(RAW DATA Opens)
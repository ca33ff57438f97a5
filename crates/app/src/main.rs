use migration::{Migrator, MigratorTrait};
use settings::Database;

mod settings;

#[tokio::main]
async fn main() -> Result<(), Box<dyn std::error::Error + Send + Sync>> {
    let settings = settings::Settings::new()?;

    tracing_subscriber::fmt()
        .with_env_filter(format!(
            "banksampah={level},server={level},engine={level}",
            level = settings.app.level
        ))
        .init();

    let Some(server) = settings.server else {
        tracing::error!("no server settings found in settings.toml");
        return Ok(());
    };

    let db = match parse_database(&server.database).await {
        Ok(db) => db,
        Err(err) => {
            tracing::error!("failed to initialize database: {err}");
            return Ok(());
        }
    };

    let engine = match engine::Engine::builder().database(db.clone()).build().await {
        Ok(engine) => engine,
        Err(err) => {
            tracing::error!("failed to build engine from database: {err}");
            return Ok(());
        }
    };

    let bind = server.bind.unwrap_or_else(|| "127.0.0.1".to_string());
    let addr = format!("{}:{}", bind, server.port);
    let listener = match tokio::net::TcpListener::bind(addr).await {
        Ok(listener) => listener,
        Err(err) => {
            tracing::error!("failed to bind server listener: {err}");
            return Ok(());
        }
    };

    if let Err(err) = server::run_with_listener(engine, db, listener).await {
        tracing::error!("server failed: {err}");
    }

    Ok(())
}

async fn parse_database(
    config: &settings::Database,
) -> Result<sea_orm::DatabaseConnection, Box<dyn std::error::Error + Send + Sync>> {
    let url = match config {
        Database::Memory => String::from("sqlite::memory:"),
        Database::Sqlite(path) => format!("sqlite:{path}?mode=rwc"),
    };

    let database = sea_orm::Database::connect(url).await?;
    Migrator::up(&database, None).await?;
    Ok(database)
}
(RAW DATA Closes)
TASK ITEM -
Copy each line holding "async" from the material above.

ANSWER FOR THIS EXERCISE -
async fn main() -> Result<(), Box<dyn std::error::Error + Send + Sync>> {
async fn parse_database(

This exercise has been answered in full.